目次
1.はじめに
文中の語句や文そのものをもう一度書くとき,同じ言葉を使うことを避けて代名詞を使うことがあります.会話や一般の文章では,先行する語句・文(代名詞の前にある語句・文)にごく近いときは「これ」を,少し離れているときは「それ」を用います.
科学技術文(理系文)でも,もちろんそのように使います.例を示しましょう.
高電圧,大電力で軽量という特徴をリチウムイオン二次電池は持つ.これは携帯電話など多くの電子機器に用いられている.
「これ」はすぐ前の「リチウムイオン二次電池」を指します.近距離にあるので「これ」を使っています.
世界の平均気温は産業革命以降上昇し続けている.現在,それは産業革命前と比べて約1℃上昇している.
「それ」は前文の「世界の平均気温」を指しています.この言葉は少し離れた位置(中距離)にあるので,「それ」が用いられたのです.例文1も2もごく普通の使い方です.
しかし,理系文ではすぐ前の語句・文を指すときに「それ」を使うことがあります.その使い方を調べてみると,「それ」の使い方には興味深い特徴があることがわかりました.そこで,本稿は理系文における代名詞「これ」と「それ」の使い方の特徴について説明します.
なお,「あれ」は理系文では見当たりませんので,本稿では取り上げません.
2.理系文における「これ」と「それ」の使い方
1)調査対象と調査方法
ある学会の機関誌の解説論文9報,およびあるオピニオン誌の科学技術に関する論文4報(いずれも同一月度のもの)を調査しました.代名詞「これ」と「それ」(含む複数形「これら」,「それら」)の使用頻度とそれらが指している対象を調べ,その特徴を求めました.
2)調査結果
「これ,これら」と「それ,それら」の使用頻度
「これ,これら」と「それ,それら」の学会機関誌(9報)とオピニオン誌(4報)の出現回数を表1に示します.

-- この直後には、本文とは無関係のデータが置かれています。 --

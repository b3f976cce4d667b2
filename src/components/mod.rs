//! UI Components
//!
//! Each component encapsulates its own state, event handling, and rendering logic.
//! Components communicate through Actions rather than direct state mutation.

pub mod help_dialog;
pub mod layout;
pub mod quit_dialog;
pub mod rule_editor;
pub mod rule_list;
pub mod windowed_table;

pub use help_dialog::HelpDialog;
pub use layout::{calculate_main_layout, centered_popup};
pub use quit_dialog::QuitDialog;
pub use rule_list::RuleList;
pub use windowed_table::{InfiniteLoader, TableRenderContext, TableSize, WindowedTable};
impl From<SlotFillingRule> for RuleRecord {
    fn from(rule: SlotFillingRule) -> Self {
        let (source_type, entity, value) = match rule.source {
            ValueSource::FromText { value } => (SourceType::FromText, None, value),
            ValueSource::FromEntity { entity } => (SourceType::FromEntity, entity, None),
            ValueSource::FromIntent { value } => (SourceType::FromIntent, None, value),
        };
        let (intent, not_intent) = match rule.intent_filter {
            Some(IntentFilter::Include(names)) => (Some(names), None),
            Some(IntentFilter::Exclude(names)) => (None, Some(names)),
            Some(IntentFilter::Conflicting { include, exclude }) => (Some(include), Some(exclude)),
            None => (None, None),
        };
        RuleRecord {
            source_type: Some(source_type),
            entity,
            value,
            intent,
            not_intent,
        }
    }
}

impl SlotFillingRule {
    pub fn source_type(&self) -> SourceType {
        self.source.source_type()
    }

    pub fn intent_include(&self) -> Option<&[String]> {
        match &self.intent_filter {
            Some(IntentFilter::Include(names)) => Some(names),
            Some(IntentFilter::Conflicting { include, .. }) => Some(include),
            _ => None,
        }
    }

    pub fn intent_exclude(&self) -> Option<&[String]> {
        match &self.intent_filter {
            Some(IntentFilter::Exclude(names)) => Some(names),
            Some(IntentFilter::Conflicting { exclude, .. }) => Some(exclude),
            _ => None,
        }
    }

    /// Current direction of the intent filter
    ///
    /// Intent-conditioned rules default to `Include` when no list is set.
    pub fn intent_condition(&self) -> Option<IntentCondition> {
        match &self.intent_filter {
            Some(IntentFilter::Include(_)) | Some(IntentFilter::Conflicting { .. }) => {
                Some(IntentCondition::Include)
            }
            Some(IntentFilter::Exclude(_)) => Some(IntentCondition::Exclude),
            None if self.source_type() == SourceType::FromIntent => Some(IntentCondition::Include),
            None => None,
        }
    }

    /// Names in the active intent list, empty when there is none
    pub fn active_intents(&self) -> &[String] {
        match self.intent_condition() {
            Some(IntentCondition::Include) => self.intent_include().unwrap_or(&[]),
            Some(IntentCondition::Exclude) => self.intent_exclude().unwrap_or(&[]),
            None => &[],
        }
    }

    /// Shallow-merge a patch: listed fields are replaced, others kept
    pub fn apply(&self, patch: &RulePatch) -> SlotFillingRule {
        let mut record = RuleRecord::from(self.clone());
        patch.merge_into(&mut record);
        SlotFillingRule::from(record)
    }
}

// ═══════════════════════════════════════════════════════════════════════════════
// Patches
// ═══════════════════════════════════════════════════════════════════════════════

/// A partial update to a rule
///
/// `None` leaves a field untouched, `Some(None)` clears it and
/// `Some(Some(v))` replaces it.
#[derive(Debug, Clone, PartialEq, Eq, Default)]
pub struct RulePatch {
    pub source_type: Option<SourceType>,
    pub entity: Option<Option<String>>,
    pub value: Option<Option<LiteralValue>>,
    pub intent: Option<Option<Vec<String>>>,
    pub not_intent: Option<Option<Vec<String>>>,
}
// ═══════════════════════════════════════════════════════════════════════════════
// App Struct
// ═══════════════════════════════════════════════════════════════════════════════

/// Main application state - coordinates between components
pub struct App {
    pub config: Config,

    /// Domain state (business data)
    pub domain: DomainState,

    /// Modal overlay stack
    pub modals: ModalStack,

    /// Background page fetcher
    pub fetch_runner: FetchRunner,

    /// Permission checks for the current user
    authorizer: Box<dyn Authorizer>,

    /// Pane holding keyboard focus
    pub pane: Pane,

    /// Flag to indicate the app should quit
    pub should_quit: bool,

    /// Error message to display
    pub error: Option<String>,

    /// Status message to display
    pub status_message: Option<String>,

    /// Last non-tick action, shown in the status line
    pub last_action: Option<String>,

    /// When the project file was last written
    pub last_saved: Option<DateTime<Local>>,

    /// Rules changed since load or the last save
    pub unsaved: bool,

    // ─────────────────────────────────────────────────────────────────────────
    // Child Components
    // ─────────────────────────────────────────────────────────────────────────
    pub table: WindowedTable,
    pub rule_list: RuleList,
    pub quit_dialog: QuitDialog,
    pub help_dialog: HelpDialog,
}

// ═══════════════════════════════════════════════════════════════════════════════
// App Implementation
// ═══════════════════════════════════════════════════════════════════════════════

impl App {
    /// Create the app and load the project file
    ///
    /// A missing project file is not an error: the app starts with an empty
    /// project that is written to the configured path on save.
    pub fn new(config: Config, authorizer: Box<dyn Authorizer>) -> Result<App> {
        let table = WindowedTable::new(utterance_columns(&config.columns)?)
            .with_title("Utterances")
            .with_size(TableSize::Auto, TableSize::Auto)
            .with_gutter(config.table_gutter)
            .with_loader(InfiniteLoader::new(
                config.loader_threshold,
                config.loader_batch_size,
            ))
            .with_visible_debounce(Duration::from_millis(config.visible_debounce_ms))
            .with_visibility_reports(true);

        let project_path = PathBuf::from(&config.project_path);
        let mut domain = DomainState::new();
        let mut error = None;
        let mut status_message = None;
        match services::load_project(&project_path) {
            Ok(project) => domain.project = project,
            Err(ProjectError::NotFound(path)) => {
                tracing::warn!(path = %path.display(), "project file missing, starting empty");
                status_message = Some(format!("New project: {}", path.display()));
            }
            Err(e) => {
                tracing::error!(error = %e, "failed to load project");
                error = Some(e.to_string());
            }
        }
        domain.project_path = Some(project_path);
        // Unknown until the first page arrives
        domain.has_more = true;

        let mut app = App {
            fetch_runner: FetchRunner::new(&config.dataset_path),
            config,
            domain,
            modals: ModalStack::new(),
            authorizer,
            pane: Pane::Table,
            should_quit: false,
            error,
            status_message,
            last_action: None,
            last_saved: None,
            unsaved: false,
            table,
            rule_list: RuleList::new(),
            quit_dialog: QuitDialog::default(),
            help_dialog: HelpDialog::default(),
        };
        app.sync_rules();
        Ok(app)
    }

    /// Whether the current user may edit this project's rules
    pub fn can_edit(&self) -> bool {
        self.authorizer
            .can(EDIT_RULES, &self.domain.project.project_id)
    }

    fn sync_rules(&mut self) {
        let can_edit = self.can_edit();
        self.rule_list.sync(&self.domain.project, can_edit);
        self.rule_list.set_focused(self.pane == Pane::Rules);
    }

    fn poll_fetch(&mut self) {
        let Some(message) = self.fetch_runner.poll() else {
            return;
        };
        match message {
            FetchMessage::Page(page) => {
                if page.offset != self.domain.rows.len() {
                    tracing::warn!(
                        offset = page.offset,
                        loaded = self.domain.rows.len(),
                        "discarding out-of-order page"
                    );
                    return;
                }
                self.domain.append_page(page.rows, page.has_more);
            }
            FetchMessage::Failed(e) => {
                tracing::error!(error = %e, "page fetch failed");
                self.error = Some(format!("Failed to load rows: {}", e));
            }
        }
    }

    fn load_more(&mut self, stop: usize) {
        let offset = self.domain.rows.len();
        if stop < offset || !self.domain.has_more {
            return;
        }
        let limit = (stop + 1 - offset).max(self.config.page_size);
        self.fetch_runner.spawn(offset, limit);
    }

    fn save_project(&mut self) {
        let Some(path) = self.domain.project_path.clone() else {
            self.error = Some("No project path configured".to_string());
            return;
        };
        match services::save_project(&path, &self.domain.project) {
            Ok(()) => {
                let now = Local::now();
                self.last_saved = Some(now);
                self.unsaved = false;
                self.status_message = Some(format!("Saved {}", path.display()));
            }
            Err(e) => {
                tracing::error!(error = %e, "failed to save project");
                self.error = Some(e.to_string());
            }
        }
    }
}
//! Slot definitions
//!
//! The slot is an external input to the rule editor; it decides which kind
//! of literal value a rule may carry.

use serde::{Deserialize, Serialize};

/// The target type of a slot
#[derive(Debug, Clone, PartialEq, Eq)]
pub enum SlotType {
    Categorical { categories: Vec<String> },
    Bool,
    Text,
    Number,
    Float,
    /// Any other slot type, or none declared
    ///
    /// `kind` holds the declared tag so saving writes it back unchanged.
    Unconstrained { kind: Option<String> },
}

impl Default for SlotType {
    fn default() -> Self {
        SlotType::Unconstrained { kind: None }
    }
}

/// A named dialogue slot
#[derive(Debug, Clone, PartialEq, Eq, Default, Serialize, Deserialize)]
#[serde(from = "SlotRecord", into = "SlotRecord")]
pub struct Slot {
    pub name: String,
    pub slot_type: SlotType,
}

/// On-disk shape of a slot: `{ name, type, categories }`
#[derive(Debug, Clone, Default, Serialize, Deserialize)]
struct SlotRecord {
    name: String,
    #[serde(rename = "type", default, skip_serializing_if = "Option::is_none")]
    kind: Option<String>,
    #[serde(default, skip_serializing_if = "Option::is_none")]
    categories: Option<Vec<String>>,
}

impl From<SlotRecord> for Slot {
    fn from(record: SlotRecord) -> Self {
        let slot_type = match record.kind.as_deref() {
            Some("categorical") => SlotType::Categorical {
                categories: record.categories.unwrap_or_default(),
            },
            Some("bool") => SlotType::Bool,
            Some("text") => SlotType::Text,
            Some("number") => SlotType::Number,
            Some("float") => SlotType::Float,
            _ => SlotType::Unconstrained { kind: record.kind },
        };
        Slot {
            name: record.name,
            slot_type,
        }
    }
}

impl From<Slot> for SlotRecord {
    fn from(slot: Slot) -> Self {
        let (kind, categories) = match slot.slot_type {
            SlotType::Categorical { categories } => {
                (Some("categorical".to_string()), Some(categories))
            }
            SlotType::Bool => (Some("bool".to_string()), None),
            SlotType::Text => (Some("text".to_string()), None),
            SlotType::Number => (Some("number".to_string()), None),
            SlotType::Float => (Some("float".to_string()), None),
            SlotType::Unconstrained { kind } => (kind, None),
        };
        SlotRecord {
            name: slot.name,
            kind,
            categories,
        }
    }
}

/// The input widget used to edit a literal slot value
#[derive(Debug, Clone, PartialEq, Eq)]
pub enum ValueEditor {
    /// Single select over the slot's categories
    Select(Vec<String>),
    /// true/false selector
    Toggle,
    FreeText,
    NumericText,
}

impl ValueEditor {
    /// Pick the editor for a slot type
    ///
    /// Depends only on the slot type, never on the rule's current value.
    pub fn for_slot(slot_type: &SlotType) -> Self {
        match slot_type {
            SlotType::Categorical { categories } => ValueEditor::Select(categories.clone()),
            SlotType::Bool => ValueEditor::Toggle,
            SlotType::Text => ValueEditor::FreeText,
            SlotType::Number | SlotType::Float => ValueEditor::NumericText,
            SlotType::Unconstrained { .. } => ValueEditor::FreeText,
        }
    }

    pub fn placeholder(&self) -> &'static str {
        match self {
            ValueEditor::Select(_) => "select a category",
            ValueEditor::Toggle => "select true or false",
            ValueEditor::FreeText | ValueEditor::NumericText => "enter a value",
        }
    }
}
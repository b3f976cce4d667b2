//! Terminal User Interface management
//!
//! Handles terminal setup, teardown, and event polling.
//! Wraps ratatui's Terminal for a cleaner interface. The poll timeout is
//! the tick rate that drives the table's debounce and page fetching.

use anyhow::Result;
use crossterm::{
    cursor,
    event::{self, DisableMouseCapture, EnableMouseCapture, Event, KeyEventKind},
    terminal::{self, EnterAlternateScreen, LeaveAlternateScreen},
};
use ratatui::{backend::CrosstermBackend, Terminal};
use std::{
    io::{self, Stdout},
    time::Duration,
};

/// Terminal wrapper for managing the TUI lifecycle
pub struct Tui {
    terminal: Terminal<CrosstermBackend<Stdout>>,
    /// Polling timeout for events
    pub tick_rate: Duration,
}

impl Tui {
    /// Create a new Tui instance
    pub fn new() -> Result<Self> {
        let backend = CrosstermBackend::new(io::stdout());
        let terminal = Terminal::new(backend)?;
        Ok(Self {
            terminal,
            tick_rate: Duration::from_millis(100),
        })
    }

    /// Set the tick rate for event polling
    pub fn with_tick_rate(mut self, tick_rate: Duration) -> Self {
        self.tick_rate = tick_rate;
        self
    }

    /// Enter the alternate screen and enable raw mode
    ///
    /// This should be called before the main loop starts.
    pub fn enter(&mut self) -> Result<()> {
        terminal::enable_raw_mode()?;
        crossterm::execute!(
            io::stdout(),
            EnterAlternateScreen,
            EnableMouseCapture,
            cursor::Hide
        )?;
        self.terminal.clear()?;
        Ok(())
    }

    /// Exit the alternate screen and disable raw mode
    ///
    /// This should be called when the application exits.
    /// Also called automatically on Drop.
    pub fn exit(&mut self) -> Result<()> {
        terminal::disable_raw_mode()?;
        crossterm::execute!(
            io::stdout(),
            LeaveAlternateScreen,
            DisableMouseCapture,
            cursor::Show
        )?;
        Ok(())
    }

    /// Poll for the next event
    ///
    /// Returns `Some(Event)` if an event is available within the tick rate,
    /// or `None` if no event is available (tick timeout).
    pub fn next_event(&self) -> Result<Option<Event>> {
        if event::poll(self.tick_rate)? {
            let event = event::read()?;

            // Filter out key release events (Windows compatibility)
            if let Event::Key(key) = &event {
                if key.kind != KeyEventKind::Press {
                    return Ok(None);
                }
            }

            Ok(Some(event))
        } else {
            Ok(None)
        }
    }

    /// Draw to the terminal using the provided closure
    pub fn draw<F>(&mut self, f: F) -> Result<()>
    where
        F: FnOnce(&mut ratatui::Frame),
    {
        self.terminal.draw(f)?;
        Ok(())
    }
}

/// Restore the terminal before the default panic message is printed
///
/// The panic is also written to the log file, since the message on screen
/// may be lost with the alternate screen.
pub fn install_panic_hook() {
    let default_hook = std::panic::take_hook();
    std::panic::set_hook(Box::new(move |info| {
        let _ = terminal::disable_raw_mode();
        let _ = crossterm::execute!(
            io::stdout(),
            LeaveAlternateScreen,
            DisableMouseCapture,
            cursor::Show
        );
        tracing::error!(%info, "panic");
        default_hook(info);
    }));
}

impl Drop for Tui {
    fn drop(&mut self) {
        // Best effort cleanup on drop
        let _ = self.exit();
    }
}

学会機関誌では「これ,これら」が多く使われており,「それ,それら」の出現頻度は低いです.それに対してオピニオン誌では両者ともほぼ同等の頻度です.これが一般的な傾向なのか,現時点ではよくわかりません.今の段階では調査データを述べるに留めます.今後さらにデータ数を増やしてみたいと思っています.
使い方の特徴
今回の調査で明らかになった「これ,これら」と「それ,それら」の使い方の特徴を,表2に示します.参考のため会話での使い方も示します.また,括弧内に略号を示します.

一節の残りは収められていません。